The village is currently receiving a lot of attention due to the economic development that has taken place over the past few years. This growth has largely been due to the village's strategic location and rapid industrialization. It lies between the two largest cities in the state, Hyderabad and Vijayawada. Yadavally has a solar power project and one of the best private medical colleges in A.P. (Kamineni Institute of Medical Sciences which offers courses including MBBS, Dental, Nursing and PG). The KIMS Hospital, which is attached to the medical colleges, serves the people of Narketpally and the surrounding villages including Yadavally. It also has strong industrial infrastructure. Several factories, such as OCTL, Heritage milk factory, and USTL are located in Yadavally. The Nalgonda district is home to Mahatma Gandhi University and a police academy is located just 7 km away from the village.

Dr. A.S. Narayana sir and Mother Teresa foundations are helping the village develop.

The village youth established a society called Our Village & Our Development, which provides awareness on education and village development.

Yadavally is located approximately 70 km from Hyderabad (the state capital of Telangana), which is ranked amongst the world's top 10 fastest growing cities by the World Economic Forum.

Near to the village there is an APSRTC Narketpally, bus depot and bus stand.

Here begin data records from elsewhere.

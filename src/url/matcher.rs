/// Checks if a URL matches a `*` glob pattern
///
/// `*` matches any run of characters (including none and including `/`);
/// every other character matches itself. The whole URL has to match, so a
/// pattern that should match anywhere needs a leading and trailing `*`.
///
/// # Examples
///
/// ```
/// use doc_digest::url::matches_glob;
///
/// assert!(matches_glob("*docs/*", "https://bits-ui.com/docs/intro"));
/// assert!(matches_glob("https://bits-ui.com/*", "https://bits-ui.com/"));
/// assert!(!matches_glob("*docs/*", "https://bits-ui.com/blog/intro"));
/// ```
pub fn matches_glob(pattern: &str, candidate: &str) -> bool {
    let parts: Vec<&str> = pattern.split('*').collect();

    // No wildcard at all: exact match
    if parts.len() == 1 {
        return pattern == candidate;
    }

    let first = parts[0];
    let last = parts[parts.len() - 1];

    if !candidate.starts_with(first) {
        return false;
    }
    let mut rest = &candidate[first.len()..];

    for middle in &parts[1..parts.len() - 1] {
        if middle.is_empty() {
            continue;
        }
        match rest.find(middle) {
            Some(index) => rest = &rest[index + middle.len()..],
            None => return false,
        }
    }

    rest.len() >= last.len() && rest.ends_with(last)
}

Yadavally is a Gram panchayat and 3 small villages come under this Gram panchayat.

They are:

 Naibai (Reddys colony) 
 Pothineni Pally 
 Surya Nagar

It has 1 sarpanch and 10 ward members.

Sarpanch – Bokka Bhupal reddy

Yadavally village comes under Assembly constituency nakerkal (MLA- chrimurthy lingaiha )and Parliament constituency Bhuvanagiri (MP – kvr).

Temples

 The Hanuman temple, located in the middle of the village
 The Muthyala temple in Naibai, considered beautiful
 The Ganga Devamma temple
 Hanuman temple in Naibai

Yadavally has a large pond of approximately 100 acres, and is well known for agriculture, primarily goats and sheep. A big mountain is located in the Naibai village.